The logic was that the baptised were waiting for it, keeping themselves free
from sin and ready for God’s judgment. Christians, of all people, could not
afford to come to the judgement of God with sins on their conscience. As time
went on and the kingdom did not arrive on cue, converts adapted by postponing
baptism until death approached. After all, if they were only going to get one
shot at forgiveness, then the only sensible strategy was to put it off as long
as possible.
As
one commentator wryly notes, ‘this situation proved intolerable’. Early in
the third century, a church father, Tertullian, wrote about the steps taken in
the church to deal with sins committed after baptism. A sinner could be received
back into the communion of the church after a rigorous program of public
confession and penance. But only once. Tertullian called it ‘the second plank
to salvation’.
Through
all of this a fundamental characteristic of the nature of God seems to have been
lost from view: God’s forgiveness knows no limits. The church has always felt
a tension between the seriousness of sin and the free gift of grace – in these
arrangements the boundaries being placed around God’s action seem to speak
more of human limitations than of God’s love.
By
the early Middle Ages some adjustments had happened (not surprisingly) and a
system of private confession, penance and priestly absolution evolved. This was
deeply personal and also recognised the endless forgiveness of God. No limits
were put on the number of times a genuinely contrite penitent could seek and
receive forgiveness.
Humanity
being humanity, however, over time this system became corrupt and a major focus
of criticism for the 16th century Protestant reformers.
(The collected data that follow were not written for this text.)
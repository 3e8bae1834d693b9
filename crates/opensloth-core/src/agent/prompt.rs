//! System prompt composition

use crate::sheets::SheetStructure;
use chrono::NaiveDate;
use std::fmt::Write;

const RULES: &str = r#"
CRITICAL RULES:
1. You already know the sheet structure above. Use the EXACT column names when calling add_row, update_cell or update_row.
2. NEVER ask the user for details you can figure out yourself. Figure it out intelligently:
   - Numeric sequences (IDs, priorities): call read_sheet to see existing data, then assign the next number
   - Dates: use today's date ({today})
   - People/assignee columns: use the user's name or call read_sheet to see existing values
   - Status columns: use a sensible default like "New"
3. ALWAYS call the function immediately, never just describe what you would do.

WORKFLOW FOR ADDING DATA:
1. You already know the column names from the structure above
2. Call read_sheet to see existing data patterns (next ID, existing people, etc.)
3. Build a data object using the exact header names as keys, filling ALL columns intelligently
4. Call add_row with the data. Do NOT ask the user to confirm or provide missing fields

WORKFLOW FOR UPDATING/DELETING DATA:
1. ALWAYS call search or read_sheet FIRST to find the exact row number. NEVER guess row numbers from memory
2. The row numbers in read_sheet results are 1-indexed (row 1 = first data row after header)
3. Match on the value the user mentions to find the correct row
4. Then call update_cell, update_row or delete_row with the verified row number

WORKFLOW FOR OPENING A NEW SHEET:
1. User shares a URL: call open_sheet with the URL
2. If it fails (no access), tell the user to share the sheet with the service account email
3. Once open, the sheet structure will be available on the next message

FORMATTING: Use HTML tags for formatting (this is a Telegram bot). Use <b>bold</b> for headers/emphasis, <i>italic</i> for secondary emphasis, <code>monospace</code> for values/emails/IDs. Use dashes (-) for lists. Do NOT use markdown (no **, no *, no `, no #).

Available functions: open_sheet, get_active_sheet, list_my_sheets, list_sheets, read_sheet, add_row, update_cell, update_row, delete_row, search"#;

/// Build the system prompt for one turn.
///
/// `structure` is the active spreadsheet's shape, or `None` when no sheet is
/// active or it could not be read.
#[must_use]
pub fn build_system_prompt(
    structure: Option<&SheetStructure>,
    service_email: &str,
    today: NaiveDate,
    user_name: &str,
) -> String {
    let today = today.format("%Y-%m-%d").to_string();
    let mut prompt = format!(
        "You are a helpful assistant that can read and write to Google Sheets.\nToday's date is {today}.\n"
    );

    if !service_email.is_empty() {
        let _ = write!(
            prompt,
            "\nSERVICE ACCOUNT EMAIL (for sharing sheets): {service_email}\n"
        );
    }

    match structure {
        Some(structure) => {
            let _ = write!(prompt, "\nACTIVE SHEET: \"{}\"\n", structure.title);
            for tab in &structure.tabs {
                let headers = serde_json::to_string(&tab.headers).unwrap_or_default();
                let _ = write!(
                    prompt,
                    "\nTab \"{}\" (~{} rows):\n  Columns: {headers}",
                    tab.name, tab.row_count
                );
            }
            prompt.push('\n');
        }
        None => prompt.push_str(
            "\nNO SHEET ACTIVE. If the user shares a Google Sheets URL, use open_sheet to connect.\n\
             If open_sheet fails, tell them to share the sheet with the service account email above.\n",
        ),
    }

    prompt.push_str(&RULES.replace("{today}", &today));
    let _ = write!(prompt, "\n\nUser: {user_name}");
    prompt
}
They attacked the sale of pardons, compulsory confessions unrelated to
any sense of wrongdoing and many other distortions of the practice of penitence.
The
English reformers, like their Lutheran and Calvinist counterparts, dismantled
the system, proclaiming a gospel of forgiveness. They insisted that God’s
grace was freely available to all repentant sinners. Confession was to be made
in public once more, but not by individuals naming their sins but by a general
confession. Individuals were expected to acknowledge their individual sins in
their hearts as they said the words together in public. Every eucharist was
understood as an occasion for receiving forgiveness anew, as indeed we
understand it today.
In
the Anglican tradition, the practice of private confession where an individual
names their sins before a priest and receives absolution, has not been abandoned
completely. There is an acknowledgement that there can be times in a person’s
life when this ministry is enormously valuable. But it is not compulsory. The
tag often used to describe the Anglican approach to such private confessions is
‘All may, some should, none must.’
In
our public worship, each time we share in the eucharist, we have the opportunity
to lay open our brokenness and its consequences before God, trusting that we
will be forgiven, given an opportunity to start again.
The
general confession holds in balance our awareness of our sins as individuals and
the knowledge that we stand together in our sinfulness. We are all sinners,
although our individual sins may vary greatly.
It is a moment of great significance in the liturgy, a point at which we
come humbly before God, united in our humanity.
‘Merciful
God, our maker and our judge’. The opening part of the confession is a
salutation to God, which describes in a nutshell both our understanding of the
nature of God and our relationship.
It
is God’s mercy which allows us to approach with confidence and without fear.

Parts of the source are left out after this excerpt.